[Stored items]
####

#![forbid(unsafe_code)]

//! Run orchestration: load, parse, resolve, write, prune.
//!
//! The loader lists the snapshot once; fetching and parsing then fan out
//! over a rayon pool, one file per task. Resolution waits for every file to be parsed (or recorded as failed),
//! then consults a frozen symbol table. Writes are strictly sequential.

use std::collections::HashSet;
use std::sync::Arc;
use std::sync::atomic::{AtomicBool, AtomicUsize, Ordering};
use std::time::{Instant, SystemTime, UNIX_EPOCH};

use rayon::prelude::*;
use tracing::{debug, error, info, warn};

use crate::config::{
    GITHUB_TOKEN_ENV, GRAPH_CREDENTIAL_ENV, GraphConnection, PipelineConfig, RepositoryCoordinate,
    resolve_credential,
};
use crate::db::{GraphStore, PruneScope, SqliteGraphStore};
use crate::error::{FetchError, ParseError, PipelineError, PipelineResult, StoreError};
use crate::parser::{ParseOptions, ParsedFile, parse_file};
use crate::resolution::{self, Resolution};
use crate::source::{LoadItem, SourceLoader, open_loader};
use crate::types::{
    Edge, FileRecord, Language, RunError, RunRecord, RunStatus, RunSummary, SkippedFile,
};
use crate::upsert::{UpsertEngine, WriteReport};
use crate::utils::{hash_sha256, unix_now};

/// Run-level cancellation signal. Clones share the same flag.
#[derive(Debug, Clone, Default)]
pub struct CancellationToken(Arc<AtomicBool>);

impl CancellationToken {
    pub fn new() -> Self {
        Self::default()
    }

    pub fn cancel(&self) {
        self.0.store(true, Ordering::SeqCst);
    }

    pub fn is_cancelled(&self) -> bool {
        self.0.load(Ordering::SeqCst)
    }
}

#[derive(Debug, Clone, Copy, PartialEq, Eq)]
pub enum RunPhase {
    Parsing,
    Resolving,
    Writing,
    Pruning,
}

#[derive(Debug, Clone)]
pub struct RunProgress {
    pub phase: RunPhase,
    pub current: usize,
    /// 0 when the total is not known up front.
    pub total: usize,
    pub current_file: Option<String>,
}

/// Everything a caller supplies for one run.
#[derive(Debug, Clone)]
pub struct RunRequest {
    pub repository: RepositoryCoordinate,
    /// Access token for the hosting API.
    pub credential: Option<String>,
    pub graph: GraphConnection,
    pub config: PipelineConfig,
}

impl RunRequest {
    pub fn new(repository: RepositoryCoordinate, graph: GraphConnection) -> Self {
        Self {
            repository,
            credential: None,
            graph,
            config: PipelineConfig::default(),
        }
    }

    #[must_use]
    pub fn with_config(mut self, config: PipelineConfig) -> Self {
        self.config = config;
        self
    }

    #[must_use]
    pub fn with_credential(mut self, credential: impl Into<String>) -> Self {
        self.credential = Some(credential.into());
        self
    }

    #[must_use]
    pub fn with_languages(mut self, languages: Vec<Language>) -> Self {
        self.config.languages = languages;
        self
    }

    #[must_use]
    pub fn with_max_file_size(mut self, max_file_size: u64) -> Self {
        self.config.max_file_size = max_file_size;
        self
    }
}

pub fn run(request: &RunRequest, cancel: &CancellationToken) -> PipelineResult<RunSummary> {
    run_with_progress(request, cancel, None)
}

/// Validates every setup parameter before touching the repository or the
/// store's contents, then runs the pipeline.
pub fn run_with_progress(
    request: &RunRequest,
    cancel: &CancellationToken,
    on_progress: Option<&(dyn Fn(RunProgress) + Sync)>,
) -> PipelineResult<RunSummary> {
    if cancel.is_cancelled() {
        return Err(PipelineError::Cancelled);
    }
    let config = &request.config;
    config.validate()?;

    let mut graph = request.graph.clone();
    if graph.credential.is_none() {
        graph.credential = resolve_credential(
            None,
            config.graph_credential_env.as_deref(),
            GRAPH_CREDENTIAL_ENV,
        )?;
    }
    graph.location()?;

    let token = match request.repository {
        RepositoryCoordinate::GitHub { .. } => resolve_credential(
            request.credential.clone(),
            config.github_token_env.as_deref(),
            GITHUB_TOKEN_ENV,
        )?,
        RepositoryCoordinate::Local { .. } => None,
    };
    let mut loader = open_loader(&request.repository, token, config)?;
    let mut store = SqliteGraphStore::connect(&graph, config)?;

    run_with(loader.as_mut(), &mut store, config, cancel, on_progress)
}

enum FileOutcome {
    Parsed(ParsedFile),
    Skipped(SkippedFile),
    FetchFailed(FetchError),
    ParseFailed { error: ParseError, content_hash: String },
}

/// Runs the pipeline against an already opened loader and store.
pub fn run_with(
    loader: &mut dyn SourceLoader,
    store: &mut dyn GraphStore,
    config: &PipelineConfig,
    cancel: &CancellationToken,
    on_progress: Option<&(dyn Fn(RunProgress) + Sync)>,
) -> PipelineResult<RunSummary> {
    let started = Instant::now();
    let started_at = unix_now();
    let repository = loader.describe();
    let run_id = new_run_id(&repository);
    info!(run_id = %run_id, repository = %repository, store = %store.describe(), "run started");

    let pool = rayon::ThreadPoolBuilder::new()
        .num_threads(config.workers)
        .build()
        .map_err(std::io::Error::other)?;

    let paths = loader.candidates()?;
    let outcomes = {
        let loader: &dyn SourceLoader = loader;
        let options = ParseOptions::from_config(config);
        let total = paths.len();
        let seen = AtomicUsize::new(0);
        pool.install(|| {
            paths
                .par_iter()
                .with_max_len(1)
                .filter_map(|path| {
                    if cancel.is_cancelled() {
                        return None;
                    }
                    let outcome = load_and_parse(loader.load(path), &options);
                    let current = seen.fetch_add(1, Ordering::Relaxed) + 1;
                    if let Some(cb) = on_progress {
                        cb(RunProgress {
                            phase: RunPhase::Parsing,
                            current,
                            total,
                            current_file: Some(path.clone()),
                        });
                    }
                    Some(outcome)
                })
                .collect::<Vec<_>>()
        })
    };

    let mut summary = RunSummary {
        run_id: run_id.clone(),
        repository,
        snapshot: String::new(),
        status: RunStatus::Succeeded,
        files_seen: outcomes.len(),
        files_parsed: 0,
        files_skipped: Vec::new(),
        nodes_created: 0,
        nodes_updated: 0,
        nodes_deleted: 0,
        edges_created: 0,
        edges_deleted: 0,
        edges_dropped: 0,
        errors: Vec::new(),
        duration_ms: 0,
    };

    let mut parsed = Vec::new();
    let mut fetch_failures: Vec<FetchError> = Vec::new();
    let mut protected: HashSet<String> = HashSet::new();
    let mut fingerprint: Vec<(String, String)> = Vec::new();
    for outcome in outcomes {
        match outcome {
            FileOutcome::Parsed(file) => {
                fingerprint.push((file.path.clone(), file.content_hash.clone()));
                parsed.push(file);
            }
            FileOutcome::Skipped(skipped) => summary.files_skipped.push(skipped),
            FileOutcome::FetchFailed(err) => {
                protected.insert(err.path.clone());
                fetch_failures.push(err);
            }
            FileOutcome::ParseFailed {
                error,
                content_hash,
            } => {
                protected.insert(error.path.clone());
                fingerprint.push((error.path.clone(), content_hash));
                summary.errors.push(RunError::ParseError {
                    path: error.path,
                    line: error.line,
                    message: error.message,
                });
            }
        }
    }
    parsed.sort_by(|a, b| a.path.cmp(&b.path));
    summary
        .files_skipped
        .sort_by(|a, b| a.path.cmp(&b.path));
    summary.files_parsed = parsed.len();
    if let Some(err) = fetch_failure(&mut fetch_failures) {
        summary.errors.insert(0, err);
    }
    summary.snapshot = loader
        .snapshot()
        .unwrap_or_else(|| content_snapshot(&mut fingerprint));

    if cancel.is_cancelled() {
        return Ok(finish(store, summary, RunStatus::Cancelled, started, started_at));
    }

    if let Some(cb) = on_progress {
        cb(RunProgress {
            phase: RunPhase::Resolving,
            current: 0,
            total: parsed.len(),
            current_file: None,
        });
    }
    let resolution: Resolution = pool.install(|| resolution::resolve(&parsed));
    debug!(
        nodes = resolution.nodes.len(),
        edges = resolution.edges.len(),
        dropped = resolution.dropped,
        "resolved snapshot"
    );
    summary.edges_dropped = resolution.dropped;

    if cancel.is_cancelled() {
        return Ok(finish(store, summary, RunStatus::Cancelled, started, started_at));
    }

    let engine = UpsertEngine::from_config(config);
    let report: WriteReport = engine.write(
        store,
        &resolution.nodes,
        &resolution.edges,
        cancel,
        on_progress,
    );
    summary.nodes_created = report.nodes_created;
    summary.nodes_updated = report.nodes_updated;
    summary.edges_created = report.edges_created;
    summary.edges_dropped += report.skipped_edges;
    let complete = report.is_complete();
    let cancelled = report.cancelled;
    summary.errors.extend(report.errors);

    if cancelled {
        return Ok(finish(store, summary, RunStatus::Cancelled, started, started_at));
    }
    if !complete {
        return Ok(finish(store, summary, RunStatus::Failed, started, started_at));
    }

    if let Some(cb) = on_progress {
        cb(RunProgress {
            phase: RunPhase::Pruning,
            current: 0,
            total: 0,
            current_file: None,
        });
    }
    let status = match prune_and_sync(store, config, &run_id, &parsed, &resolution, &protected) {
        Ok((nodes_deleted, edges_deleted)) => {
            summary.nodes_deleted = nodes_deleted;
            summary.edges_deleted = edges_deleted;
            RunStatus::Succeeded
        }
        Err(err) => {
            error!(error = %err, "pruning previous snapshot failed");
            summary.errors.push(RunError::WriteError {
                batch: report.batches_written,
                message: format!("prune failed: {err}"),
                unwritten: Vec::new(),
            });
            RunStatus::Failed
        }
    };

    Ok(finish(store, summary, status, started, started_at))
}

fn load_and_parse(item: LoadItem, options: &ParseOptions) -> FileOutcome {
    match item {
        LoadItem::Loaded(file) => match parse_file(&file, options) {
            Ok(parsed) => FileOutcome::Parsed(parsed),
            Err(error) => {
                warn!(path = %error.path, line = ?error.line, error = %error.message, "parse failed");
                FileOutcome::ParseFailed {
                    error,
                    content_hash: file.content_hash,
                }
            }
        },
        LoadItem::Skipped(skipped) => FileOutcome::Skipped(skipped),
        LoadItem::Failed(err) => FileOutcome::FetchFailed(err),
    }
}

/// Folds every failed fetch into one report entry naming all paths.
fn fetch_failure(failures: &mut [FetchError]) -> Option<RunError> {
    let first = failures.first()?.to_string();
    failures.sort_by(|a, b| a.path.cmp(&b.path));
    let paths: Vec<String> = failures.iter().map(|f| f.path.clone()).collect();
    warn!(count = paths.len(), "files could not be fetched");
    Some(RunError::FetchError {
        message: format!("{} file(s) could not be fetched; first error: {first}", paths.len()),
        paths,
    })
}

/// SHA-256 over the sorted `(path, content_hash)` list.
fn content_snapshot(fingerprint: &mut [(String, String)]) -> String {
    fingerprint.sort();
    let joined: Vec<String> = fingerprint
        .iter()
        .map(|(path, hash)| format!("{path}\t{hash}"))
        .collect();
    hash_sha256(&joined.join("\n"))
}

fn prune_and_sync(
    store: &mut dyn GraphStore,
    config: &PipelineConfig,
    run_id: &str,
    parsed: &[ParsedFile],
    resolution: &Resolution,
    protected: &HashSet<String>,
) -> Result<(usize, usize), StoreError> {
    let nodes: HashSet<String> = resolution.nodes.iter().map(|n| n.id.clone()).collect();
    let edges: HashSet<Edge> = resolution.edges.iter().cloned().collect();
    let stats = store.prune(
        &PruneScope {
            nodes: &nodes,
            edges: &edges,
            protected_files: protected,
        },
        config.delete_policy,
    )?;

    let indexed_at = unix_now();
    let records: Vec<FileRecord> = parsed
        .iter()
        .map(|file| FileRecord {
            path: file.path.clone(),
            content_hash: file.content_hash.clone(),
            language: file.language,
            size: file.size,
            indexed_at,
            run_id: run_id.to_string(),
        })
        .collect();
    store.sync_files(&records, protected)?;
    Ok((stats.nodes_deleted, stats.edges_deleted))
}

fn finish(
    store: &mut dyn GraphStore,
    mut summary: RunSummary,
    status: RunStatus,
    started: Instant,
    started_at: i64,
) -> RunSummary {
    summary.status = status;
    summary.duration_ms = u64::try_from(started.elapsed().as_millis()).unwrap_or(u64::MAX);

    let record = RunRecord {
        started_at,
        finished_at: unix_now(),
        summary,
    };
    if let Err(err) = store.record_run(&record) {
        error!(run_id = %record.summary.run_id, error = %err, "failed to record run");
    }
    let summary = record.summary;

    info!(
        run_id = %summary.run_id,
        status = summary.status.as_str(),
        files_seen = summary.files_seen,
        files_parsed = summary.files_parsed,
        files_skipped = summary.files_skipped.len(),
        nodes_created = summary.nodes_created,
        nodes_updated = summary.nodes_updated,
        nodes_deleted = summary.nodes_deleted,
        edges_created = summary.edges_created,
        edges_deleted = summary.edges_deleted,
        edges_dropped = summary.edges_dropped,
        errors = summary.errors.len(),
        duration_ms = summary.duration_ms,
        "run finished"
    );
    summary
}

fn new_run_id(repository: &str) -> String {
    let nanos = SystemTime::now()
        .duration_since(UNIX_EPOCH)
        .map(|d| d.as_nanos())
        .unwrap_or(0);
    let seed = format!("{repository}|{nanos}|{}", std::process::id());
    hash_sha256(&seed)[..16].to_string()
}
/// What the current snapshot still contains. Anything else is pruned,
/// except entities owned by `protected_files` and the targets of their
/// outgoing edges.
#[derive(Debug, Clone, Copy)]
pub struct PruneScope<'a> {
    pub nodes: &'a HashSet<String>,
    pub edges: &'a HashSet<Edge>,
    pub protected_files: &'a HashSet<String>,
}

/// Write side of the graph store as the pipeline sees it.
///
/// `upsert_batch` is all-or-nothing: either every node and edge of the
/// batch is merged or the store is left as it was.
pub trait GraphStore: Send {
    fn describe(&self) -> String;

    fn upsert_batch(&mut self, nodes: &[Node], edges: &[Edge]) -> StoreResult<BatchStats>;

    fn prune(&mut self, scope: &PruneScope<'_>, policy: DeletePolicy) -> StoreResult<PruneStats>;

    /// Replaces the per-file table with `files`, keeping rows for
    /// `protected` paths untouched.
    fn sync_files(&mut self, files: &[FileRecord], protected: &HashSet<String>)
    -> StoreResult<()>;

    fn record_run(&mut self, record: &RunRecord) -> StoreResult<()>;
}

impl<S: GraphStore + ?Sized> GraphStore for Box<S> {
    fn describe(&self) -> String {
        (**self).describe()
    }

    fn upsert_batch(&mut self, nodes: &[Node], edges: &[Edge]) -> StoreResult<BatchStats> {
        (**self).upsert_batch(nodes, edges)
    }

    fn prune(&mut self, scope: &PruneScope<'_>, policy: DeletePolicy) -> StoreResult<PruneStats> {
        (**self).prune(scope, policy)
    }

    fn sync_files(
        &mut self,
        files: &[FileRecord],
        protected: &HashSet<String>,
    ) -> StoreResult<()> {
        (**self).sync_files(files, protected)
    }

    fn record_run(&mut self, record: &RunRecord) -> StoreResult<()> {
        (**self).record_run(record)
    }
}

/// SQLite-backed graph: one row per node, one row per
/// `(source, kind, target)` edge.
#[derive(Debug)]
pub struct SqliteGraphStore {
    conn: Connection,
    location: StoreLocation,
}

####

## Problem requirements
Extract every line above that contains the word "PipelineResult".

## Written response
use crate::error::{FetchError, ParseError, PipelineError, PipelineResult, StoreError};
pub fn run(request: &RunRequest, cancel: &CancellationToken) -> PipelineResult<RunSummary> {
) -> PipelineResult<RunSummary> {
) -> PipelineResult<RunSummary> {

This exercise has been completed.